Teaching an AI Coding Agent to Work Safely with a Legacy InterSystems Caché ApplicationContestant
We didn't start with a big AI strategy.
We had a legacy InterSystems Caché 2018 application, a lot of old business logic, and a practical need: build a new UI and improve code that had been running for years. At first, I thought an AI coding agent would help only with a small part of the work. Maybe some boilerplate, some REST work around the system, and a bit of help reading old ObjectScript.
In practice, it became much more than that.
Once we started using it seriously, we realized it could move across a large codebase, understand patterns, suggest refactors, and help us modernize around Caché much faster than I expected. But that only happened after a frustrating period at the beginning.
The real challenge wasn't getting code suggestions. It was teaching the agent how our Caché environment actually behaved.
Why we were able to use it
Before any technical work, we had to answer a security question.
We were not going to send ERP code and internal business logic directly to a public AI service and hope for the best. That was never going to pass a serious security review.
For us, Amazon Bedrock changed the conversation. Our servers, data, and development environment were already in AWS, so Bedrock fit naturally into a cloud environment we already trusted and governed. We could work with the model while keeping the traffic, access control, and surrounding security controls inside the same AWS framework we were already using.
The model itself was interesting, but what made it usable in a real enterprise environment was the fact that it fit the security model we already had, instead of creating a separate and less controlled path for sensitive development work. Once that became clear, the discussion with security and governance teams became much easier.
What didn't work at first
At the beginning, it was frustrating.
The model knew ObjectScript syntax better than I expected, but it didn't know our version, our conventions, or the old corners of a Caché system that had grown over many years. It also didn't know where the dangerous parts were. And honestly, we didn't yet know how to work with it either.
We had to learn when it made sense to use a stronger model and when a faster one was enough. We also had to learn how to keep sessions focused so token usage wouldn't get out of control. On a large legacy codebase, that becomes important very quickly. In practice, the same discipline that reduced cost also improved the quality of the work — smaller, tighter sessions usually gave better results.

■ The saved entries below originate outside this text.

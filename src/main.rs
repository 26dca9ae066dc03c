use std::path::PathBuf;
use std::process::ExitCode;

use clap::{Parser, ValueEnum};

use redocx::{Options, PageBreaks};

#[derive(Clone, Copy, Debug, ValueEnum)]
enum BreakMode {
    Auto,
    Rendered,
    Explicit,
}

impl From<BreakMode> for PageBreaks {
    fn from(mode: BreakMode) -> Self {
        match mode {
            BreakMode::Auto => PageBreaks::Auto,
            BreakMode::Rendered => PageBreaks::Rendered,
            BreakMode::Explicit => PageBreaks::Explicit,
        }
    }
}

#[derive(Parser, Debug)]
#[command(version, about = "Reconcile page footnotes and normalize text in a DOCX, keeping formatting")]
struct Cli {
    /// Input DOCX file
    input: PathBuf,

    /// Output DOCX file
    output: Option<PathBuf>,

    /// Most footnotes a single page may hold
    #[arg(long, default_value_t = redocx::DEFAULT_MAX_SENTINELS)]
    max_sentinels: usize,

    /// Which markup decides where pages break
    #[arg(long, value_enum, default_value = "auto")]
    page_breaks: BreakMode,

    /// Warn about paragraphs not longer than this many characters (0 disables)
    #[arg(long, default_value_t = 60)]
    min_length: usize,

    /// Do not rejoin paragraphs split across pages
    #[arg(long)]
    no_merge: bool,

    /// Keep short all-digit paragraphs (running page numbers)
    #[arg(long)]
    keep_page_numbers: bool,

    /// Do not normalize dashes between digits
    #[arg(long)]
    no_dashes: bool,

    /// `word:replacement` dictionary for ё restoration
    #[arg(long, value_name = "PATH")]
    yo_dictionary: Option<PathBuf>,

    /// Print the tagged paragraphs and footnotes instead of writing a document
    #[arg(long)]
    dump: bool,
}

fn main() -> ExitCode {
    env_logger::Builder::from_env(env_logger::Env::default().default_filter_or("info")).init();

    let cli = Cli::parse();
    let options = Options {
        max_sentinels: cli.max_sentinels,
        page_breaks: cli.page_breaks.into(),
        min_paragraph_len: cli.min_length,
        merge_continuations: !cli.no_merge,
        strip_page_numbers: !cli.keep_page_numbers,
        dash_normalization: !cli.no_dashes,
        yo_dictionary: cli.yo_dictionary,
    };

    let result = if cli.dump {
        dump(&cli.input, &options)
    } else if let Some(output) = &cli.output {
        redocx::process(&cli.input, output, &options)
    } else {
        eprintln!("Error: OUTPUT is required unless --dump is given");
        return ExitCode::from(2);
    };

    match result {
        Ok(()) => ExitCode::SUCCESS,
        Err(e) => {
            eprintln!("Error: {e}");
            ExitCode::FAILURE
        }
    }
}

fn dump(input: &std::path::Path, options: &Options) -> Result<(), redocx::Error> {
    let source = redocx::docx::parse(input, options.page_breaks)?;
    let doc = redocx::transform(&source, options)?;
    for paragraph in &doc.paragraphs {
        println!("[p{}] {}", paragraph.page, paragraph.marked);
    }
    for (i, footnote) in doc.footnotes.iter().enumerate() {
        println!(
            "{{{{{}}}}} [p{} #{}] {}",
            i + 1,
            footnote.page,
            footnote.ordinal,
            footnote.marked
        );
    }
    Ok(())
}
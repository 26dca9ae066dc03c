//! Source runs to tagged paragraphs.

use crate::document::Document;
use crate::markers::encode_transition;
use crate::model::{Paragraph, SourceDocument, SourceParagraph, StyleState};

pub fn extract(source: &SourceDocument) -> Document {
    let paragraphs: Vec<Paragraph> = source.paragraphs.iter().map(extract_paragraph).collect();
    log::debug!("Extracted {} paragraphs", paragraphs.len());
    Document {
        paragraphs,
        footnotes: Vec::new(),
    }
}

pub fn extract_paragraph(source: &SourceParagraph) -> Paragraph {
    let mut state = StyleState::PLAIN;
    let mut marked = String::new();
    let mut plain = String::new();

    for run in source.runs.iter().filter(|r| !r.text.is_empty()) {
        let next = run.style();
        marked.push_str(&encode_transition(&run.text, state, next));
        plain.push_str(&run.text);
        state = next;
    }
    // Close everything still open so markers balance within the paragraph.
    marked.push_str(&encode_transition("", state, StyleState::PLAIN));

    Paragraph {
        page: source.page,
        marked,
        plain,
        origins: vec![source.origin],
    }
}
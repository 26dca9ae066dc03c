mod common;

use common::*;
use redocx::normalize::{Yoficator, middle_dash_between_digits};
use redocx::{CheckMode, Error, TextVariant, Variants};

fn plains(doc: &redocx::Document) -> Vec<&str> {
    doc.paragraphs.iter().map(|p| p.plain.as_str()).collect()
}

#[test]
fn strip_empty_drops_whitespace_only_paragraphs() {
    init_logging();
    let mut doc = document(vec![
        paragraph(1, "Text"),
        paragraph(1, "   "),
        paragraph(1, "{{b}} {{/b}}"),
        paragraph(2, ""),
        paragraph(2, "More"),
    ]);
    doc.strip_empty();
    assert_eq!(plains(&doc), ["Text", "More"]);
}

#[test]
fn strip_custom_can_look_at_markers() {
    let mut doc = document(vec![
        paragraph(1, "{{b}}Heading{{/b}}"),
        paragraph(1, "Body"),
    ]);
    doc.strip_custom(|marked| !marked.starts_with("{{b}}"), TextVariant::Marked);
    assert_eq!(plains(&doc), ["Body"]);
}

#[test]
fn page_numbers_are_stripped() {
    let mut doc = document(vec![
        paragraph(1, "Body text."),
        paragraph(1, " 12 "),
        paragraph(2, "2024"),
        paragraph(2, "12345"),
        paragraph(2, "12a"),
    ]);
    doc.strip_page_numbers();
    assert_eq!(plains(&doc), ["Body text.", "12345", "12a"]);
}

#[test]
fn lowercase_paragraphs_continue_the_previous_one() {
    init_logging();
    let mut doc = document(vec![
        paragraph(1, "A sentence broken by the"),
        paragraph(2, "page boundary{{1}}."),
        paragraph(2, "New paragraph."),
        paragraph(2, "\u{ab}Quoted\u{bb} start."),
    ]);
    doc.merge_paragraphs();

    assert_eq!(
        plains(&doc),
        [
            "A sentence broken by the page boundary.",
            "New paragraph. \u{ab}Quoted\u{bb} start.",
        ]
    );
    assert_eq!(doc.paragraphs[0].marked, "A sentence broken by the page boundary{{1}}.");
    assert_eq!(doc.paragraphs[0].page, 1);
    assert_eq!(doc.paragraphs[0].origins.len(), 2);
}

#[test]
fn first_paragraph_never_merges() {
    let mut doc = document(vec![paragraph(1, "lowercase start"), paragraph(1, "Next")]);
    doc.merge_paragraphs();
    assert_eq!(plains(&doc), ["lowercase start", "Next"]);
}

#[test]
fn check_warns_and_keeps_going() {
    init_logging();
    let mut doc = document(vec![paragraph(1, "short"), paragraph(1, "long enough text")]);
    doc.check(|t| t.len() > 10, "Too short paragraph", CheckMode::Warn)
        .unwrap();
    assert_eq!(doc.paragraphs.len(), 2);
}

#[test]
fn check_fails_on_first_violation() {
    let mut doc = document(vec![paragraph(3, "long enough text"), paragraph(3, "short")]);
    let err = doc
        .check(|t| t.len() > 10, "Too short paragraph", CheckMode::Fail)
        .unwrap_err();
    match err {
        Error::CheckFailed { message, paragraph } => {
            assert_eq!(message, "Too short paragraph");
            assert!(paragraph.contains("short"));
            assert!(paragraph.contains("page:3"));
        }
        other => panic!("unexpected error {other:?}"),
    }
}

#[test]
fn dash_normalization_keeps_variants_in_agreement() {
    let mut doc = document(vec![paragraph(1, "Pages {{b}}10 - 12{{/b}} and 3—4")]);
    doc.footnotes.push(footnote(1, 0, "See 1 – 2."));
    doc.prepare_paragraphs(middle_dash_between_digits, Variants::Both)
        .prepare_footnotes(middle_dash_between_digits, Variants::Both);

    assert_eq!(doc.paragraphs[0].marked, "Pages {{b}}10–12{{/b}} and 3–4");
    assert_eq!(doc.paragraphs[0].plain, "Pages 10–12 and 3–4");
    assert!(doc.paragraphs[0].is_consistent());
    assert_eq!(doc.footnotes[0].plain, "See 1–2.");
}

#[test]
fn dash_normalization_reaches_across_markers() {
    let mut doc = document(vec![paragraph(1, "Verses {{b}}10{{/b}} - 12")]);
    doc.prepare_paragraphs(middle_dash_between_digits, Variants::Both);

    assert_eq!(doc.paragraphs[0].marked, "Verses {{b}}10{{/b}}–12");
    assert_eq!(doc.paragraphs[0].plain, "Verses 10–12");
    assert!(doc.paragraphs[0].is_consistent());

    let mut sink = RecordingSink::default();
    redocx::write_document(&doc, &mut sink);
    assert_eq!(
        sink.paragraph_runs(0),
        vec![
            ("Verses ".to_string(), PLAIN),
            ("10".to_string(), BOLD),
            ("–12".to_string(), PLAIN),
        ]
    );
}

#[test]
fn marked_only_normalization_leaves_plain_text() {
    let mut doc = document(vec![paragraph(1, "1 - 2")]);
    doc.prepare_paragraphs(middle_dash_between_digits, Variants::MarkedOnly);
    assert_eq!(doc.paragraphs[0].marked, "1–2");
    assert_eq!(doc.paragraphs[0].plain, "1 - 2");
    assert!(!doc.paragraphs[0].is_consistent());
}

#[test]
fn yoficator_restores_words_outside_markers() {
    let yo = Yoficator::parse("еще: ещё\nвсе : всё\nbroken line\n");
    assert_eq!(yo.len(), 2);

    let mut doc = document(vec![paragraph(1, "Он {{i}}еще{{/i}} не все знает, нечто")]);
    doc.prepare_paragraphs(|t| yo.apply(t), Variants::Both);
    assert_eq!(doc.paragraphs[0].marked, "Он {{i}}ещё{{/i}} не всё знает, нечто");
    assert!(doc.paragraphs[0].is_consistent());
}

#[test]
fn yoficator_dictionary_is_read_from_disk() {
    init_logging();
    let path = std::env::temp_dir().join(format!("redocx-yo-{}.txt", std::process::id()));
    std::fs::write(&path, "елка:ёлка\n").unwrap();
    let yo = Yoficator::from_path(&path).unwrap();
    std::fs::remove_file(&path).ok();

    assert_eq!(yo.apply("Новая елка."), "Новая ёлка.");
    assert!(Yoficator::from_path(&path).is_err());
}

#[test]
fn transform_options_toggle_passes() {
    init_logging();
    let source = redocx::SourceDocument {
        paragraphs: vec![
            source(1, &[("Intro 1 - 2", PLAIN)]),
            source(1, &[("3", PLAIN)]),
            source(1, &[("tail", PLAIN)]),
        ],
    };
    let options = redocx::Options {
        min_paragraph_len: 0,
        merge_continuations: false,
        strip_page_numbers: false,
        dash_normalization: false,
        ..redocx::Options::default()
    };
    let doc = redocx::transform(&source, &options).unwrap();
    assert_eq!(plains(&doc), ["Intro 1 - 2", "3", "tail"]);

    let doc = redocx::transform(&source, &redocx::Options::default()).unwrap();
    assert_eq!(plains(&doc), ["Intro 1–2 tail"]);
}
//! Text normalizations applied between extraction and write-back.
//!
//! Each is a plain `&str -> String` transform. Matches are found in the text
//! with markers removed and markers are kept in place, so marked and plain
//! text stay in agreement when both are normalized.

use std::collections::HashMap;
use std::ops::Range;
use std::path::Path;
use std::sync::LazyLock;

use regex::Regex;

use crate::error::Error;
use crate::markers::{Segment, strip_markers, tokenize};

static DASH_BETWEEN_DIGITS: LazyLock<Regex> =
    LazyLock::new(|| Regex::new(r"(\d+)\s*[-—–]\s*(\d+)").expect("dash pattern is valid"));

static WORD: LazyLock<Regex> = LazyLock::new(|| Regex::new(r"\w+").expect("word pattern is valid"));

/// `12 - 15`, `12—15` and similar become `12–15` (en dash, no spaces).
///
/// Matching sees the text with markers removed, so digits and dash split
/// across markers still match; markers inside a replaced span are kept.
pub fn middle_dash_between_digits(text: &str) -> String {
    let plain = strip_markers(text);
    let spans: Vec<(Range<usize>, String)> = DASH_BETWEEN_DIGITS
        .captures_iter(&plain)
        .filter_map(|caps| Some((caps.get(1)?.end()..caps.get(2)?.start(), "–".to_string())))
        .collect();
    replace_plain_spans(text, &spans)
}

/// Restores `ё` in words typed with `е`, from a `word:replacement` dictionary.
pub struct Yoficator {
    dict: HashMap<String, String>,
}

impl Yoficator {
    pub fn from_path(path: &Path) -> Result<Self, Error> {
        let content = std::fs::read_to_string(path).map_err(|e| {
            Error::Io(std::io::Error::new(
                e.kind(),
                format!("{}: {}", e, path.display()),
            ))
        })?;
        Ok(Self::parse(&content))
    }

    /// Lines without a `:` are skipped.
    pub fn parse(content: &str) -> Self {
        let dict: HashMap<String, String> = content
            .lines()
            .filter_map(|line| line.split_once(':'))
            .map(|(k, v)| (k.trim().to_string(), v.trim().to_string()))
            .filter(|(k, v)| !k.is_empty() && !v.is_empty())
            .collect();
        log::debug!("Loaded {} yoficator entries", dict.len());
        Self { dict }
    }

    pub fn len(&self) -> usize {
        self.dict.len()
    }

    pub fn is_empty(&self) -> bool {
        self.dict.is_empty()
    }

    /// Replace whole words found in the dictionary. Markers are not words.
    pub fn apply(&self, text: &str) -> String {
        let plain = strip_markers(text);
        let spans: Vec<(Range<usize>, String)> = WORD
            .find_iter(&plain)
            .filter_map(|word| Some((word.range(), self.dict.get(word.as_str())?.clone())))
            .collect();
        replace_plain_spans(text, &spans)
    }
}

/// Rewrite `marked` so that each byte range of its plain text in `spans`
/// becomes the paired replacement. Markers, including those inside a span,
/// are copied through in place.
///
/// Spans must be sorted, non-overlapping and non-empty.
fn replace_plain_spans(marked: &str, spans: &[(Range<usize>, String)]) -> String {
    if spans.is_empty() {
        return marked.to_string();
    }
    let mut out = String::with_capacity(marked.len());
    let mut spans = spans.iter().peekable();
    let mut plain_pos = 0;
    for segment in tokenize(marked) {
        let Segment::Text(text) = segment else {
            out.push_str(segment.raw());
            continue;
        };
        for (i, ch) in text.char_indices() {
            let at = plain_pos + i;
            while spans.next_if(|(range, _)| range.end <= at).is_some() {}
            match spans.peek() {
                Some((range, replacement)) if range.start == at => out.push_str(replacement),
                Some((range, _)) if range.contains(&at) => {}
                _ => out.push(ch),
            }
        }
        plain_pos += text.len();
    }
    out
}

#[cfg(test)]
mod tests {
    use super::*;

    #[test]
    fn dashes_between_digits_become_en_dash() {
        assert_eq!(middle_dash_between_digits("Ин. 3, 16 - 18"), "Ин. 3, 16–18");
        assert_eq!(middle_dash_between_digits("1—2 and 3 – 4"), "1–2 and 3–4");
        assert_eq!(middle_dash_between_digits("well - known"), "well - known");
    }

    #[test]
    fn yoficator_replaces_whole_words_outside_markers() {
        let yo = Yoficator::parse("еще:ещё\nвсе:всё\nbroken line\n");
        assert_eq!(yo.len(), 2);
        assert_eq!(yo.apply("{{b}}еще{{/b}} вчера"), "{{b}}ещё{{/b}} вчера");
        assert_eq!(yo.apply("всегда"), "всегда");
    }

    #[test]
    fn dash_between_digits_spans_markers() {
        assert_eq!(middle_dash_between_digits("{{b}}10{{/b}} - 12"), "{{b}}10{{/b}}–12");
        assert_eq!(middle_dash_between_digits("3 {{i}}-{{/i}} 4"), "3–{{i}}{{/i}}4");
        assert_eq!(middle_dash_between_digits("{{1}} 2"), "{{1}} 2");
    }

    #[test]
    fn word_split_by_marker_is_still_replaced() {
        let yo = Yoficator::parse("еще:ещё");
        assert_eq!(yo.apply("е{{b}}ще{{/b}}"), "ещё{{b}}{{/b}}");
    }
}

It also took us time to understand why it felt like we were teaching the same things again and again. At first that was one of the most annoying parts of the whole experience. Only later did we understand that if we wanted consistent behavior, we couldn't rely on chat history and hope the model would somehow absorb the project. We had to start giving it structured context through documentation, CLAUDE.md, and hooks.
Once we did that, the work started to become much more effective.
Treat the agent like a new developer
The breakthrough came when we stopped treating the model like a chatbot and started treating it like a new developer joining the team.
That meant onboarding.
We gave it documentation. We explained the patterns in our project. We documented mistakes that had already happened. We wrote down what was standard ObjectScript behavior and what was specific to our environment.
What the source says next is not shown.